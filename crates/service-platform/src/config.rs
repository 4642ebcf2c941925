use std::path::{Path, PathBuf};

use serde::{Deserialize, Serialize};

use crate::error::{Result, ServiceError};

/// Static description of a service registration.
#[derive(Debug, Clone, PartialEq, Eq, Serialize, Deserialize)]
#[serde(default)]
pub struct Config {
    /// Unique service identifier, also used as the descriptor file name
    pub name: String,

    /// Human readable name (defaults to `name`)
    #[serde(skip_serializing_if = "Option::is_none")]
    pub display_name: Option<String>,

    /// Longer description (defaults to `name`)
    #[serde(skip_serializing_if = "Option::is_none")]
    pub description: Option<String>,

    /// Register system-wide and run as root/LocalSystem
    pub privileged: bool,

    /// Executable to launch; empty means the current executable
    pub program: PathBuf,

    /// Arguments passed to `program` at service start
    pub arguments: Vec<String>,

    #[serde(skip_serializing_if = "Option::is_none")]
    pub working_directory: Option<PathBuf>,
}

impl Default for Config {
    fn default() -> Self {
        Self {
            name: String::new(),
            display_name: None,
            description: None,
            privileged: true,
            program: PathBuf::new(),
            arguments: Vec::new(),
            working_directory: None,
        }
    }
}

impl Config {
    pub fn new(name: impl Into<String>) -> Self {
        Self {
            name: name.into(),
            ..Self::default()
        }
    }

    pub fn program(mut self, program: impl Into<PathBuf>) -> Self {
        self.program = program.into();
        self
    }

    pub fn arg(mut self, arg: impl Into<String>) -> Self {
        self.arguments.push(arg.into());
        self
    }

    pub fn args<I, S>(mut self, args: I) -> Self
    where
        I: IntoIterator<Item = S>,
        S: Into<String>,
    {
        self.arguments.extend(args.into_iter().map(Into::into));
        self
    }

    pub fn working_directory(mut self, dir: impl Into<PathBuf>) -> Self {
        self.working_directory = Some(dir.into());
        self
    }

    pub fn privileged(mut self, privileged: bool) -> Self {
        self.privileged = privileged;
        self
    }

    pub fn display_name(&self) -> &str {
        self.display_name.as_deref().unwrap_or(&self.name)
    }

    pub fn description(&self) -> &str {
        self.description.as_deref().unwrap_or(&self.name)
    }

    /// Check the invariants that must hold before any OS interaction.
    pub fn validate(&self) -> Result<()> {
        if self.name.is_empty() {
            return Err(ServiceError::config("name field is required"));
        }
        if self
            .name
            .chars()
            .any(|c| c == '/' || c == '\\' || c == '\0' || c.is_whitespace())
        {
            return Err(ServiceError::config(format!(
                "name {:?} must not contain whitespace or path separators",
                self.name
            )));
        }
        Ok(())
    }

    /// Validate and fill in `program` with the running executable when unset.
    pub fn resolved(mut self) -> Result<Self> {
        self.validate()?;
        if self.program.as_os_str().is_empty() {
            let exe = std::env::current_exe().map_err(|e| {
                ServiceError::config(format!("unable to determine program: {}", e))
            })?;
            self.program = std::fs::canonicalize(&exe).unwrap_or(exe);
        }
        Ok(self)
    }

    /// Load config from a JSON file
    pub fn load(path: &Path) -> anyhow::Result<Self> {
        use anyhow::Context;

        let data = std::fs::read_to_string(path)
            .with_context(|| format!("failed to read service config from {}", path.display()))?;
        let config: Self = serde_json::from_str(&data)
            .with_context(|| format!("failed to parse service config {}", path.display()))?;
        Ok(config)
    }
}

/// Borrow a path as UTF-8 for descriptor rendering.
pub fn path_str<'a>(name: &str, path: &'a Path) -> Result<&'a str> {
    path.to_str().ok_or_else(|| {
        ServiceError::render(name, format!("path {} is not valid UTF-8", path.display()))
    })
}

_Exercise description_:
Whatever appears in the data above is to be set down exactly.

_Exercise output_:
filename crates/service-platform/src/config.rs
repository 4642ebcf2c941925
use std::path::{Path, PathBuf};

use serde::{Deserialize, Serialize};

use crate::error::{Result, ServiceError};

/// Static description of a service registration.
#[derive(Debug, Clone, PartialEq, Eq, Serialize, Deserialize)]
#[serde(default)]
pub struct Config {
    /// Unique service identifier, also used as the descriptor file name
    pub name: String,

    /// Human readable name (defaults to `name`)
    #[serde(skip_serializing_if = "Option::is_none")]
    pub display_name: Option<String>,

    /// Longer description (defaults to `name`)
    #[serde(skip_serializing_if = "Option::is_none")]
    pub description: Option<String>,

    /// Register system-wide and run as root/LocalSystem
    pub privileged: bool,

    /// Executable to launch; empty means the current executable
    pub program: PathBuf,

    /// Arguments passed to `program` at service start
    pub arguments: Vec<String>,

    #[serde(skip_serializing_if = "Option::is_none")]
    pub working_directory: Option<PathBuf>,
}

impl Default for Config {
    fn default() -> Self {
        Self {
            name: String::new(),
            display_name: None,
            description: None,
            privileged: true,
            program: PathBuf::new(),
            arguments: Vec::new(),
            working_directory: None,
        }
    }
}

impl Config {
    pub fn new(name: impl Into<String>) -> Self {
        Self {
            name: name.into(),
            ..Self::default()
        }
    }

    pub fn program(mut self, program: impl Into<PathBuf>) -> Self {
        self.program = program.into();
        self
    }

    pub fn arg(mut self, arg: impl Into<String>) -> Self {
        self.arguments.push(arg.into());
        self
    }

    pub fn args<I, S>(mut self, args: I) -> Self
    where
        I: IntoIterator<Item = S>,
        S: Into<String>,
    {
        self.arguments.extend(args.into_iter().map(Into::into));
        self
    }

    pub fn working_directory(mut self, dir: impl Into<PathBuf>) -> Self {
        self.working_directory = Some(dir.into());
        self
    }

    pub fn privileged(mut self, privileged: bool) -> Self {
        self.privileged = privileged;
        self
    }

    pub fn display_name(&self) -> &str {
        self.display_name.as_deref().unwrap_or(&self.name)
    }

    pub fn description(&self) -> &str {
        self.description.as_deref().unwrap_or(&self.name)
    }

    /// Check the invariants that must hold before any OS interaction.
    pub fn validate(&self) -> Result<()> {
        if self.name.is_empty() {
            return Err(ServiceError::config("name field is required"));
        }
        if self
            .name
            .chars()
            .any(|c| c == '/' || c == '\\' || c == '\0' || c.is_whitespace())
        {
            return Err(ServiceError::config(format!(
                "name {:?} must not contain whitespace or path separators",
                self.name
            )));
        }
        Ok(())
    }

    /// Validate and fill in `program` with the running executable when unset.
    pub fn resolved(mut self) -> Result<Self> {
        self.validate()?;
        if self.program.as_os_str().is_empty() {
            let exe = std::env::current_exe().map_err(|e| {
                ServiceError::config(format!("unable to determine program: {}", e))
            })?;
            self.program = std::fs::canonicalize(&exe).unwrap_or(exe);
        }
        Ok(self)
    }

    /// Load config from a JSON file
    pub fn load(path: &Path) -> anyhow::Result<Self> {
        use anyhow::Context;

        let data = std::fs::read_to_string(path)
            .with_context(|| format!("failed to read service config from {}", path.display()))?;
        let config: Self = serde_json::from_str(&data)
            .with_context(|| format!("failed to parse service config {}", path.display()))?;
        Ok(config)
    }
}

/// Borrow a path as UTF-8 for descriptor rendering.
pub fn path_str<'a>(name: &str, path: &'a Path) -> Result<&'a str> {
    path.to_str().ok_or_else(|| {
        ServiceError::render(name, format!("path {} is not valid UTF-8", path.display()))
    })
}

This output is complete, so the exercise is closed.